§ **What you need to do**
Restate word for word every line from the top of the data below down through the line that holds "use synod::*;".

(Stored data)
^^^^
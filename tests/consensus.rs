//! Whole-protocol runs over a simulated broadcast network that reorders,
//! duplicates and drops messages. Every run is seeded so failures replay.
#[macro_use]
extern crate lazy_static;

use bytes::Bytes;
use rand::rngs::StdRng;
use rand::{Rng, SeedableRng};
use std::time::Duration;
use synod::*;

lazy_static! {
    static ref CONFIG: Configuration = "
        acceptors 239.0.0.1 5000
        proposers 239.0.0.1 6000
        learners 239.0.0.1 7000
    "
    .parse::<Configuration>()
    .unwrap()
    .with_phase_timeout(Duration::from_millis(10))
    .unwrap();
}

const MAX_DELIVERIES: usize = 100_000;

struct Network {
    rng: StdRng,
    in_flight: Vec<(Channel, Message)>,
    loss: f64,
    duplication: f64,
    /// learners drop everything while set
    deaf_learners: bool,
    acceptors: Vec<AcceptorNode>,
    alive: Vec<bool>,
    proposers: Vec<ProposerNode>,
    learners: Vec<LearnerNode>,
    /// values reported by each learner
    learned: Vec<Vec<Bytes>>,
    /// values reported by each proposer
    chosen: Vec<Vec<Bytes>>,
}

impl Network {
    fn new(seed: u64, config: &Configuration, proposers: u32, learners: u32) -> Network {
        let acceptors = config.acceptors() as u32;
        Network {
            rng: StdRng::seed_from_u64(seed),
            in_flight: Vec::new(),
            loss: 0.0,
            duplication: 0.0,
            deaf_learners: false,
            acceptors: (1..=acceptors).map(AcceptorNode::new).collect(),
            alive: vec![true; acceptors as usize],
            proposers: (1..=proposers)
                .map(|id| ProposerNode::new(id, config))
                .collect(),
            learners: (1..=learners)
                .map(|id| LearnerNode::new(id, config))
                .collect(),
            learned: vec![Vec::new(); learners as usize],
            chosen: vec![Vec::new(); proposers as usize],
        }
    }

    fn propose(&mut self, value: &str) {
        let value = Bytes::copy_from_slice(value.as_bytes());
        self.in_flight
            .push((Channel::Proposers, Proposal(value).into()));
    }

    fn dispatch(in_flight: &mut Vec<(Channel, Message)>, actions: Vec<Action>) -> Vec<Bytes> {
        let mut reported = Vec::new();
        for action in actions {
            match action {
                Action::Send(channel, msg) => in_flight.push((channel, msg)),
                Action::Report(value) => reported.push(value),
            }
        }
        reported
    }

    /// Delivers one random message in flight. Returns `false` once nothing
    /// is left to deliver.
    fn step(&mut self) -> bool {
        if self.in_flight.is_empty() {
            return false;
        }

        let i = self.rng.random_range(0..self.in_flight.len());
        let (channel, msg) = self.in_flight.swap_remove(i);
        if self.rng.random_bool(self.loss) {
            return true;
        }
        if self.rng.random_bool(self.duplication) {
            self.in_flight.push((channel, msg.clone()));
        }

        match channel {
            Channel::Acceptors => {
                for (node, alive) in self.acceptors.iter_mut().zip(&self.alive) {
                    if !*alive {
                        continue;
                    }

                    let promised = node.acceptor().promised();
                    let actions = node.receive(msg.clone());

                    // acceptors never go back on a promise
                    let acceptor = node.acceptor();
                    assert!(acceptor.promised() >= promised);
                    if let Some(PromiseValue(bal, _)) = acceptor.accepted() {
                        assert!(Some(*bal) <= acceptor.promised());
                    }

                    let reported = Network::dispatch(&mut self.in_flight, actions);
                    assert!(reported.is_empty());
                }
            }
            Channel::Proposers => {
                for (node, chosen) in self.proposers.iter_mut().zip(&mut self.chosen) {
                    let actions = node.receive(msg.clone());
                    chosen.extend(Network::dispatch(&mut self.in_flight, actions));
                }
            }
            Channel::Learners if self.deaf_learners => {}
            Channel::Learners => {
                for (node, learned) in self.learners.iter_mut().zip(&mut self.learned) {
                    let actions = node.receive(msg.clone());
                    learned.extend(Network::dispatch(&mut self.in_flight, actions));
                }
            }
        }
        true
    }

    fn drain(&mut self) {
        for _ in 0..MAX_DELIVERIES {
            if !self.step() {
                return;
            }
        }
        panic!("network never went quiet");
    }

    /// Times out the attempt of a random proposer, if one is in flight.
    fn tick(&mut self) {
        let waiting = self
            .proposers
            .iter()
            .enumerate()
            .filter(|(_, p)| p.deadline().is_some())
            .map(|(i, _)| i)
            .collect::<Vec<_>>();
        if waiting.is_empty() {
            return;
        }

        let i = waiting[self.rng.random_range(0..waiting.len())];
        let actions = self.proposers[i].timeout();
        let reported = Network::dispatch(&mut self.in_flight, actions);
        assert!(reported.is_empty());
    }

    /// Runs with the configured loss for a while, timing out attempts at
    /// random points.
    fn chaos(&mut self, deliveries: usize) {
        for _ in 0..deliveries {
            if self.rng.random_bool(0.05) {
                self.tick();
            }
            if !self.step() {
                self.tick();
            }
        }
    }

    /// Reliable delivery from here on: clients re-send their values and
    /// stalled attempts are retried one at a time.
    fn stabilize(&mut self, values: &[&str]) {
        self.loss = 0.0;
        for _ in 0..200 {
            self.drain();
            if self.learned.iter().all(|l| !l.is_empty()) {
                return;
            }
            for value in values {
                self.propose(value);
            }
            self.drain();
            self.tick();
        }
    }

    fn all_reports(&self) -> Vec<&Bytes> {
        self.learned.iter().chain(&self.chosen).flatten().collect()
    }

    fn assert_agreement(&self, values: &[&str]) {
        let reports = self.all_reports();
        for v in &reports {
            assert_eq!(reports[0], *v, "processes decided different values");
            assert!(values.iter().any(|value| **v == value.as_bytes()));
        }

        // reported at most once per process
        for reports in self.learned.iter().chain(&self.chosen) {
            assert!(reports.len() <= 1);
        }
    }
}

#[test]
fn happy_path() {
    let mut net = Network::new(0, &CONFIG, 1, 2);
    net.propose("X");
    net.drain();

    assert_eq!(vec![vec![Bytes::from("X")]; 2], net.learned);
    assert_eq!(vec![vec![Bytes::from("X")]], net.chosen);
    assert_eq!(Some(Ballot(1, 1)), net.proposers[0].proposer().ballot());
}

#[test]
fn duplicated_and_reordered_messages() {
    for seed in 0..50 {
        let mut net = Network::new(seed, &CONFIG, 1, 3);
        net.duplication = 0.3;
        net.propose("X");
        net.drain();

        net.assert_agreement(&["X"]);
        assert!(net.learned.iter().all(|l| l.len() == 1));
    }
}

#[test]
fn concurrent_proposers_agree() {
    let values = ["A", "B"];
    for seed in 0..100 {
        let config = CONFIG.clone().with_acceptors(5).unwrap();
        let mut net = Network::new(seed, &config, 2, 3);
        net.loss = 0.2;
        net.duplication = 0.1;
        for value in &values {
            net.propose(value);
        }

        net.chaos(500);
        net.assert_agreement(&values);

        net.stabilize(&values);
        net.assert_agreement(&values);
        assert!(
            net.learned.iter().all(|l| l.len() == 1),
            "seed {} never decided",
            seed
        );
    }
}

#[test]
fn learners_count_acceptances() {
    let values = ["A", "B", "C"];
    for seed in 0..50 {
        let config = CONFIG.clone().with_trust_decide(false);
        let mut net = Network::new(seed, &config, 3, 2);
        net.loss = 0.2;
        net.duplication = 0.2;
        for value in &values {
            net.propose(value);
        }

        net.chaos(300);
        net.assert_agreement(&values);

        net.stabilize(&values);
        net.assert_agreement(&values);
        assert!(
            net.learned.iter().all(|l| l.len() == 1),
            "seed {} left a learner behind",
            seed
        );
        assert!(net
            .learners
            .iter()
            .all(|l| l.learner().decided_ballot().is_some()));
    }
}

#[test]
fn late_learner_catches_up_without_trusting_decide() {
    for seed in 0..20 {
        let config = CONFIG.clone().with_trust_decide(false);
        let mut net = Network::new(seed, &config, 1, 2);
        net.deaf_learners = true;
        net.propose("X");
        net.drain();

        assert_eq!(vec![vec![Bytes::from("X")]], net.chosen);
        assert!(net.learned.iter().all(|l| l.is_empty()));
        assert_eq!(None, net.proposers[0].deadline());

        // a client re-sending its value makes the proposer confirm the
        // decision in a new round
        net.deaf_learners = false;
        net.stabilize(&["X"]);
        assert_eq!(vec![vec![Bytes::from("X")]; 2], net.learned);
        assert_eq!(vec![vec![Bytes::from("X")]], net.chosen);
        assert!(net.proposers[0].proposer().ballot().unwrap() > Ballot(1, 1));
    }
}

#[test]
fn minority_of_acceptors_down() {
    for seed in 0..20 {
        let config = CONFIG.clone().with_acceptors(5).unwrap();
        let mut net = Network::new(seed, &config, 2, 2);
        net.alive[0] = false;
        net.alive[3] = false;
        net.propose("X");
        net.propose("Y");

        net.stabilize(&["X", "Y"]);
        net.assert_agreement(&["X", "Y"]);
        assert!(net.learned.iter().all(|l| l.len() == 1));
    }
}

#[test]
fn majority_of_acceptors_down() {
    let mut net = Network::new(7, &CONFIG, 1, 2);
    net.alive[0] = false;
    net.alive[2] = false;
    net.propose("X");

    net.stabilize(&["X"]);
    assert!(net.all_reports().is_empty());

    // the proposer keeps trying with ever higher ballots
    let ballot = net.proposers[0].proposer().ballot().unwrap();
    assert!(ballot > Ballot(1, 1));
    assert!(net.proposers[0].deadline().is_some());
}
^^^^
§ **Response area**
filename tests/consensus.rs
//! Whole-protocol runs over a simulated broadcast network that reorders,
//! duplicates and drops messages. Every run is seeded so failures replay.
#[macro_use]
extern crate lazy_static;

use bytes::Bytes;
use rand::rngs::StdRng;
use rand::{Rng, SeedableRng};
use std::time::Duration;
use synod::*;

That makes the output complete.